您构建生成式搜索查询的方式与 Weaviate 中的标准语义搜索查询非常相似。

例如

  • 在“Articles”中搜索,
  • 返回“title”、“content”、“url”
  • 查找与“足球俱乐部”相关的对象
  • 将结果限制为 5 个对象
    result = (
        client.query
        .get("Articles", ["title", "content", "url"])
        .with_near_text("concepts": "football clubs")
        .with_limit(5)
        # generative query will go here
        .do()
    )

现在,您可以添加 with_generate() 函数来应用生成式转换。 with_generate 接受以下任一参数:

  • single_prompt - 为每个返回的对象生成一个响应,
  • grouped_task – 从所有返回的对象生成一个单一响应。
def generative_search_per_item(query, collection_name):
    prompt = "Summarize in a short tweet the following content: {content}"

    result = (
        client.query
        .get(collection_name, ["title", "content", "url"])
        .with_near_text({ "concepts": [query], "distance": 0.7 })
        .with_limit(5)
        .with_generate(single_prompt=prompt)
        .do()
    )
    
    # Check for errors
    if ("errors" in result):
        print ("\033[91mYou probably have run out of OpenAI API calls for the current minute – the limit is set at 60 per minute.")
        raise Exception(result["errors"][0]['message'])
    
    return result["data"]["Get"][collection_name]
query_result = generative_search_per_item("football clubs", "Article")
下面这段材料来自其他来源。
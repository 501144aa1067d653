use std::net::SocketAddr;
use std::sync::Arc;

use tripline_api::{
    app,
    state::{AppState, AuthConfig},
};
use tripline_order::{BookingWriter, StatusManager};
use tripline_store::{
    Config, DbClient, PostgresBookingRepository, PostgresCatalogRepository,
    PostgresDiscountRepository,
};
use tracing_subscriber::{layer::SubscriberExt, util::SubscriberInitExt};

#[tokio::main]
async fn main() {
    tracing_subscriber::registry()
        .with(
            tracing_subscriber::EnvFilter::try_from_default_env().unwrap_or_else(|_| {
                "tripline_api=debug,tower_http=debug,axum::rejection=trace".into()
            }),
        )
        .with(tracing_subscriber::fmt::layer())
        .init();

    let config = Config::load().expect("Failed to load config");
    tracing::info!("Starting Tripline API on port {}", config.server.port);

    let db = DbClient::new(&config.database.url)
        .await
        .expect("Failed to connect to Postgres");
    db.migrate().await.expect("Failed to run migrations");

    let catalog = Arc::new(PostgresCatalogRepository::new(db.pool.clone()));
    let discounts = Arc::new(PostgresDiscountRepository::new(db.pool.clone()));
    let bookings = Arc::new(PostgresBookingRepository::new(db.pool.clone()));

    let writer = Arc::new(BookingWriter::new(
        catalog.clone(),
        discounts,
        bookings.clone(),
    ));
    let status = Arc::new(StatusManager::new(bookings.clone()));

    let app_state = AppState {
        catalog,
        bookings,
        writer,
        status,
        auth: AuthConfig {
            secret: config.auth.jwt_secret.clone(),
            expiration: config.auth.jwt_expiration_seconds,
        },
    };

    let app = app(app_state);

    let addr = SocketAddr::from(([0, 0, 0, 0], config.server.port));
    tracing::info!("Listening on {}", addr);

    let listener = tokio::net::TcpListener::bind(addr).await.unwrap();
    axum::serve(
        listener,
        app.into_make_service_with_connect_info::<SocketAddr>(),
    )
    .await
    .unwrap();
}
for i, article in enumerate(query_result):
    print(f"{i+1}. { article['title']}")
    print(article['_additional']['generate']['singleResult']) # print generated response
    print("-----------------------")
def generative_search_group(query, collection_name):
    generateTask = "Explain what these have in common"

    result = (
        client.query
        .get(collection_name, ["title", "content", "url"])
        .with_near_text({ "concepts": [query], "distance": 0.7 })
        .with_generate(grouped_task=generateTask)
        .with_limit(5)
        .do()
    )
    
    # Check for errors
    if ("errors" in result):
        print ("\033[91mYou probably have run out of OpenAI API calls for the current minute – the limit is set at 60 per minute.")
        raise Exception(result["errors"][0]['message'])
    
    return result["data"]["Get"][collection_name]
query_result = generative_search_group("football clubs", "Article")

print (query_result[0]['_additional']['generate']['groupedResult'])

感谢您的关注,您现在已经准备好设置自己的向量数据库并使用嵌入来完成各种很酷的事情 - 尽情享受吧! 对于更复杂的用例,请继续学习本仓库中的其他 cookbook 示例。